Heartbroken wife discovers her husband of 20 years has been cheating on her for a DECADE after leaving his Facebook open
- A wife discovered her husband had been cheating on her for a decade
- She uncovered his infidelity when he left his Facebook page open on her laptop
- Thinking she was still logged in to her own account, she clicked into messages
- Her husband was telling another woman he was in love with and always had been
- Shattered, she confronted him and threw him out when he confessed the affair
A wife who was married to her husband for 20 years discovered he had been cheating on her for half their marriage when he accidentally left his Facebook page signed in on her laptop.
Believing she was still logged in to her own account, the Australian woman clicked on a message notification in June 2016 that read: ‘I’m happy too.’
The message was sent to her husband Mike from a woman called ‘Maggie Gray’, she revealed anonymously to Mamamia using false names.
Scrolling back to earlier conversations, the woman ‘shivered’ when she saw a message from Mike to Maggie saying: ‘The sound of your voice yesterday made me happy.’
But her heart truly stopped when she saw her husband telling this mystery woman that he loved her and always had.
A shattered woman holds her head in her hands after reading messages on social media (stock image)
The shattered woman was wracked with ‘shock, horror and disbelief’ and said it was ‘one of the worst moments’ of her life.
She confronted her husband, demanding to know who Maggie was and how he could betray her so cruelly.
Initially he tried to explain away the messages by lying, telling his wife that Maggie was just an old friend from university who he reconnected with.
‘She’s not important,’ the cheating husband insisted.
But his web of deceit eventually unravelled and he confessed to sleeping with Ms Gray for the past 10 years – half their marriage.
Key signs of the Serial Cheater
* They are harder to detect because they have mastered their craft
* They go out of their way to tell you that their ex was insecure and that they have friends of the opposite sex
* They get defensive when you ask about their night
* They will confess their undying love for you and in the same breath suggest you get help as you are ruining the relationship with your insecurities
The shattered wife ended their relationship and threw her husband out of the family home, devastated that the closest person to her would take advantage of her trust.
She noted that if he hadn’t forgotten to sign out of his Facebook page, she might never have learned the truth.
‘I’d still be the trusting chump and Maggie would still be the secret girlfriend,’ she said.
Soon after, the woman discovered that her husband’s mistress had known all about her for the duration of their affair, which only added salt to the wound of her broken heart.
Four years on from the breakdown of her marriage, the woman said she’s heard countless stories of similar infidelity, leading her to question if all men are unfaithful.

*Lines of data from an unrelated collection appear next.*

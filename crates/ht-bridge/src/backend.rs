use ht_core::{Classifier, ClassifierError, ClassifierResult};

use crate::error::{BridgeError, Result};
use crate::fixture::FixtureClassifier;
use crate::http::HttpClassifier;
use crate::settings::{BackendKind, ClassifierSettings};

/// The classifier a run was configured with.
#[derive(Debug)]
pub enum ClassifierBackend {
    Http(HttpClassifier),
    Fixture(FixtureClassifier),
    RulesOnly,
}

impl ClassifierBackend {
    /// Build the configured backend. The HTTP backend is pinged first and an
    /// unreachable endpoint is an error.
    pub async fn from_settings(settings: &ClassifierSettings) -> Result<Self> {
        match settings.backend {
            BackendKind::Http => Ok(Self::Http(HttpClassifier::connect(settings).await?)),
            BackendKind::Fixture => {
                let path = settings.fixture.as_deref().ok_or_else(|| {
                    BridgeError::Config("classifier.fixture is required for the fixture backend".into())
                })?;
                Ok(Self::Fixture(FixtureClassifier::from_file(path)?))
            }
            BackendKind::RulesOnly => {
                tracing::info!("classifier disabled, scoring with rules only");
                Ok(Self::RulesOnly)
            }
        }
    }

    pub fn name(&self) -> &'static str {
        match self {
            Self::Http(_) => "http",
            Self::Fixture(_) => "fixture",
            Self::RulesOnly => "rules-only",
        }
    }

    /// One result per sentence, in order. Failed sentences are logged and
    /// left as errors for the pipeline to score by rules alone.
    pub async fn classify_all(&self, sentences: &[String]) -> Vec<ClassifierResult> {
        let results = match self {
            Self::Http(http) => http.classify_all(sentences).await,
            Self::Fixture(fixture) => fixture.classify_batch(sentences),
            Self::RulesOnly => vec![Err(ClassifierError::Disabled); sentences.len()],
        };
        for (i, result) in results.iter().enumerate() {
            if let Err(e) = result
                && *e != ClassifierError::Disabled
            {
                tracing::warn!(sentence = i + 1, "falling back to rule scores: {e}");
            }
        }
        results
    }
}

/// Count of results that carry no classifier output.
pub fn fallback_count(results: &[ClassifierResult]) -> usize {
    results.iter().filter(|r| r.is_err()).count()
}
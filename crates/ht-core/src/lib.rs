//! Emotion-scoring to haptic-command compiler.
//!
//! Fuses a lexical/phrasal rule system with an external classifier's output
//! into one emotion vector per sentence, normalizes it, and compiles it into
//! bounded vibration, thermal and light commands for four body-mounted
//! actuators.
//!
//! Zero I/O: the classifier is injected through [`Classifier`] or passed in as
//! precomputed output, and results are plain serde records.

pub mod category;
pub mod classifier;
pub mod config;
pub mod constants;
pub mod fusion;
pub mod lexical;
pub mod numeric;
pub mod output;
pub mod phrasal;
pub mod pipeline;
pub mod placement;
pub mod signal;
pub mod synth;
pub mod tables;
pub mod tokenizer;

pub use category::{CategoryMap, EmotionCategory, NormalizedScores, ScoreVector};
pub use classifier::{Classifier, ClassifierError, ClassifierResult, LabelScore, RulesOnly};
pub use config::{ConfigError, PipelineConfig};
pub use fusion::{blend_scores, merge_scores, normalize_and_threshold};
pub use lexical::score_tokens;
pub use numeric::round2;
pub use output::{export_json, export_raw_json, import_json};
pub use phrasal::score_phrases;
pub use pipeline::{Pipeline, RawSentenceResult, SentenceResult};
pub use placement::{Placement, PositionedCommandSet, adjust_for_placement, position_commands};
pub use signal::{adapt_classifier_output, unmapped_labels};
pub use synth::{HapticCommand, amplify, synthesize_commands};
pub use tables::{HapticProfile, Rgb, Tables, Waveform};
pub use tokenizer::{split_sentences, tokenize};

She said she doesn’t want to live life being deeply distrustful of every man she meets, and is ‘heartened’ by the men who slam her ex-husband’s behaviour as cowardly, cruel and devoid of integrity.
A male friend who has been happily married for 40 years told her he would never even consider being unfaithful to his wife because he knows how much it would devastate her and how wrong it really is.
She said she longs to meet a man with similar morals – the kind of man she believed her ex to be.
Can cheating actually SAVE a relationship?
Australian sex therapist Matty Silver says it can, if the underlying issues which caused the affair are resolved in a honest and collaborative way.
While she doesn’t condone infidelity, Ms Silver says there are times when cheating can strengthen a bond if those involved are truthful about what’s happened and work through the problem together.
Australian author and sex therapist Matty Silver
She says that delving into the reasons a partner has strayed can be painful, but doing so can uncover reasons a relationship may have failed – and what can be done to repair it.
Statistics show extramarital affairs are common in Australia, with figures revealing 70 per cent of all marriages experience at least one affair.
Ms Silver, who is the author of Sex Down Under, shared tips on coping with the revelation that your partner has been unfaithful.
* Throwing a partner out of the house after you find out about cheating is never a good idea, especially if there are kids involved.
* Once you have found out, calm down and tell as few people as you can.
* People do not often cheat because they intend to hurt their partner – rather they just feel under-appreciated or crave intimacy.
* Try to understand an affair and how it happened. This can help to provide clarity and give answers to the questions a couple may feel are unanswered.
* Try to deconstruct the affair, rather than assigning blame.
* Get to the roots of where the infidelity started, and make decisions on your relationship going forward.